Directions for this task:
What lines in the entries below contain the word "fields"? Copy all of them.

(Stored data)
/---

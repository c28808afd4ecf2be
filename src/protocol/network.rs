//! Purpose: The seam to the external ledger network client.
//! Exports: `LedgerNetwork`, `TransactionEnvelope`, `TransactionBody`, `TransactionReceipt`,
//! `QueryEnvelope`, `LedgerQuery`, `QueryResponse`, `TopicSubscription`, `SubscriptionHandle`.
//! Role: Everything the protocol client hands to, or receives from, signing and consensus.
//! Invariants: Bodies are already validated; the network never sees an unchecked argument.
//! Invariants: A receipt whose status is not a success is a failed operation.
use std::sync::Arc;
use std::sync::atomic::{AtomicBool, Ordering};
use std::time::Duration;

use bytes::Bytes;
use time::OffsetDateTime;

use crate::core::amount::Hbar;
use crate::core::entity::{AccountId, ContractId, FileId, TokenId, TopicId, TransactionId};
use crate::core::error::ApiResult;
use crate::core::key::PublicKey;
use crate::core::status::Status;
use crate::domain::{AccountTokenBalance, CustomFee, SupplyType, TokenType, TopicMessage, TransactionType};
use crate::protocol::file::FileInfo;

/// Signing, consensus submission and transport, owned by an external client.
pub trait LedgerNetwork: Send + Sync {
    /// Submits one signed transaction and waits for its receipt.
    fn submit(&self, envelope: &TransactionEnvelope) -> ApiResult<TransactionReceipt>;

    /// Runs one paid query against a consensus node.
    fn query(&self, envelope: &QueryEnvelope) -> ApiResult<QueryResponse>;

    /// Streams topic messages to `handler` until the handle is unsubscribed
    /// or the subscription's limit is reached.
    fn subscribe_topic(
        &self,
        subscription: TopicSubscription,
        handler: MessageHandler,
    ) -> ApiResult<SubscriptionHandle>;
}

pub type MessageHandler = Arc<dyn Fn(&TopicMessage) + Send + Sync>;

#[derive(Clone, Debug, PartialEq)]
pub struct TransactionEnvelope {
    pub transaction_id: TransactionId,
    pub max_fee: Hbar,
    pub valid_duration: Duration,
    pub memo: Option<String>,
    pub body: TransactionBody,
}

/// The fields a token create transaction carries.
#[derive(Clone, Debug, Eq, PartialEq)]
pub struct TokenDefinition {
    pub name: String,
    pub symbol: String,
    pub token_type: TokenType,
    pub decimals: u32,
    pub initial_supply: u64,
    pub supply_type: SupplyType,
    pub max_supply: u64,
    pub treasury_account_id: AccountId,
    pub admin_key: Option<PublicKey>,
    pub supply_key: Option<PublicKey>,
    pub freeze_default: bool,
    pub memo: Option<String>,
    pub custom_fees: CustomFee,
}

#[derive(Clone, Copy, Debug, Eq, PartialEq)]
pub enum TokenMovement {
    Fungible { amount: u64 },
    Nft { serial_number: i64 },
}

#[derive(Clone, Debug, PartialEq)]
pub enum TransactionBody {
    AccountCreate {
        key: PublicKey,
        initial_balance: Hbar,
        memo: Option<String>,
        max_automatic_token_associations: i32,
    },
    AccountDelete {
        account_id: AccountId,
        transfer_account_id: AccountId,
    },
    FileCreate {
        contents: Bytes,
        keys: Vec<PublicKey>,
        memo: Option<String>,
        expiration_time: Option<OffsetDateTime>,
    },
    FileAppend {
        file_id: FileId,
        contents: Bytes,
    },
    FileUpdate {
        file_id: FileId,
        contents: Option<Bytes>,
        memo: Option<String>,
        expiration_time: Option<OffsetDateTime>,
    },
    FileDelete {
        file_id: FileId,
    },
    ContractCreate {
        bytecode_file_id: FileId,
        gas: u64,
        constructor_parameters: Bytes,
        initial_balance: Hbar,
        admin_key: Option<PublicKey>,
        memo: Option<String>,
    },
    ContractCall {
        contract_id: ContractId,
        gas: u64,
        function_parameters: Bytes,
        payable_amount: Hbar,
    },
    ContractDelete {
        contract_id: ContractId,
        transfer_account_id: AccountId,
    },
    TokenCreate(TokenDefinition),
    TokenAssociate {
        account_id: AccountId,
        token_ids: Vec<TokenId>,
    },
    TokenDissociate {
        account_id: AccountId,
        token_ids: Vec<TokenId>,
    },
    TokenMint {
        token_id: TokenId,
        amount: u64,
        metadata: Vec<Bytes>,
    },
    TokenBurn {
        token_id: TokenId,
        amount: u64,
        serial_numbers: Vec<i64>,
    },
    TokenTransfer {
        token_id: TokenId,
        sender: AccountId,
        receiver: AccountId,
        movement: TokenMovement,
    },
    TopicCreate {
        admin_key: Option<PublicKey>,
        submit_key: Option<PublicKey>,
        memo: Option<String>,
        auto_renew_account: Option<AccountId>,
        auto_renew_period: Option<Duration>,
    },
    TopicUpdate {
        topic_id: TopicId,
        memo: Option<String>,
        admin_key: Option<PublicKey>,
        submit_key: Option<PublicKey>,
    },
    TopicDelete {
        topic_id: TopicId,
    },
    TopicSubmitMessage {
        topic_id: TopicId,
        message: Bytes,
    },
}

impl TransactionBody {
    /// The name the mirror node will record this transaction under.
    pub fn transaction_type(&self) -> TransactionType {
        match self {
            TransactionBody::AccountCreate { .. } => TransactionType::CryptoCreateAccount,
            TransactionBody::AccountDelete { .. } => TransactionType::CryptoDelete,
            TransactionBody::FileCreate { .. } => TransactionType::FileCreate,
            TransactionBody::FileAppend { .. } => TransactionType::FileAppend,
            TransactionBody::FileUpdate { .. } => TransactionType::FileUpdate,
            TransactionBody::FileDelete { .. } => TransactionType::FileDelete,
            TransactionBody::ContractCreate { .. } => TransactionType::ContractCreateInstance,
            TransactionBody::ContractCall { .. } => TransactionType::ContractCall,
            TransactionBody::ContractDelete { .. } => TransactionType::ContractDeleteInstance,
            TransactionBody::TokenCreate(_) => TransactionType::TokenCreation,
            TransactionBody::TokenAssociate { .. } => TransactionType::TokenAssociate,
            TransactionBody::TokenDissociate { .. } => TransactionType::TokenDissociate,
            TransactionBody::TokenMint { .. } => TransactionType::TokenMint,
            TransactionBody::TokenBurn { .. } => TransactionType::TokenBurn,
            TransactionBody::TokenTransfer { .. } => TransactionType::CryptoTransfer,
            TransactionBody::TopicCreate { .. } => TransactionType::ConsensusCreateTopic,
            TransactionBody::TopicUpdate { .. } => TransactionType::ConsensusUpdateTopic,
            TransactionBody::TopicDelete { .. } => TransactionType::ConsensusDeleteTopic,
            TransactionBody::TopicSubmitMessage { .. } => TransactionType::ConsensusSubmitMessage,
        }
    }
}

#[derive(Clone, Debug, Eq, PartialEq)]
pub struct ContractCallOutput {
    pub gas_used: u64,
    pub result: Bytes,
}

/// What consensus reported for one transaction. Entity fields are set by the
/// transactions that create or change them.
#[derive(Clone, Debug, Eq, PartialEq)]
pub struct TransactionReceipt {
    pub transaction_id: TransactionId,
    pub status: Status,
    pub consensus_timestamp: Option<OffsetDateTime>,
    pub account_id: Option<AccountId>,
    pub file_id: Option<FileId>,
    pub contract_id: Option<ContractId>,
    pub token_id: Option<TokenId>,
    pub topic_id: Option<TopicId>,
    pub topic_sequence_number: Option<u64>,
    pub topic_running_hash: Option<Vec<u8>>,
    pub total_supply: Option<u64>,
    pub serial_numbers: Vec<i64>,
    pub contract_call: Option<ContractCallOutput>,
}

impl TransactionReceipt {
    pub fn new(transaction_id: TransactionId, status: Status) -> Self {
        Self {
            transaction_id,
            status,
            consensus_timestamp: None,
            account_id: None,
            file_id: None,
            contract_id: None,
            token_id: None,
            topic_id: None,
            topic_sequence_number: None,
            topic_running_hash: None,
            total_supply: None,
            serial_numbers: Vec::new(),
            contract_call: None,
        }
    }
}

#[derive(Clone, Debug, Eq, PartialEq)]
pub struct QueryEnvelope {
    pub payment_transaction_id: TransactionId,
    pub max_payment: Hbar,
    pub query: LedgerQuery,
}

#[derive(Clone, Debug, Eq, PartialEq)]
pub enum LedgerQuery {
    AccountBalance {
        account_id: AccountId,
    },
    FileContents {
        file_id: FileId,
    },
    FileInfo {
        file_id: FileId,
    },
    TopicMessages {
        topic_id: TopicId,
        start_time: Option<OffsetDateTime>,
        end_time: Option<OffsetDateTime>,
        limit: Option<u64>,
    },
}

#[derive(Clone, Debug, Eq, PartialEq)]
pub enum QueryResponse {
    AccountBalance {
        hbars: Hbar,
        tokens: Vec<AccountTokenBalance>,
    },
    FileContents(Bytes),
    FileInfo(FileInfo),
    TopicMessages(Vec<TopicMessage>),
}

#[derive(Clone, Debug, Eq, PartialEq)]
pub struct TopicSubscription {
    pub topic_id: TopicId,
    /// Replay from this consensus time; `None` replays from the first message.
    pub start_time: Option<OffsetDateTime>,
    pub limit: Option<u64>,
}

impl TopicSubscription {
    pub fn new(topic_id: TopicId) -> Self {
        Self {
            topic_id,
            start_time: None,
            limit: None,
        }
    }

    pub fn with_start_time(mut self, start_time: OffsetDateTime) -> Self {
        self.start_time = Some(start_time);
        self
    }

    pub fn with_limit(mut self, limit: u64) -> Self {
        self.limit = Some(limit);
        self
    }
}

/// Cancels a live topic subscription. Clones share one flag.
#[derive(Clone, Debug)]
pub struct SubscriptionHandle {
    active: Arc<AtomicBool>,
}

impl Default for SubscriptionHandle {
    fn default() -> Self {
        Self::new()
    }
}

impl SubscriptionHandle {
    pub fn new() -> Self {
        Self {
            active: Arc::new(AtomicBool::new(true)),
        }
    }

    pub fn unsubscribe(&self) {
        self.active.store(false, Ordering::SeqCst);
    }

    pub fn is_active(&self) -> bool {
        self.active.load(Ordering::SeqCst)
    }
}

\---

Solution below:
/// The fields a token create transaction carries.
/// What consensus reported for one transaction. Entity fields are set by the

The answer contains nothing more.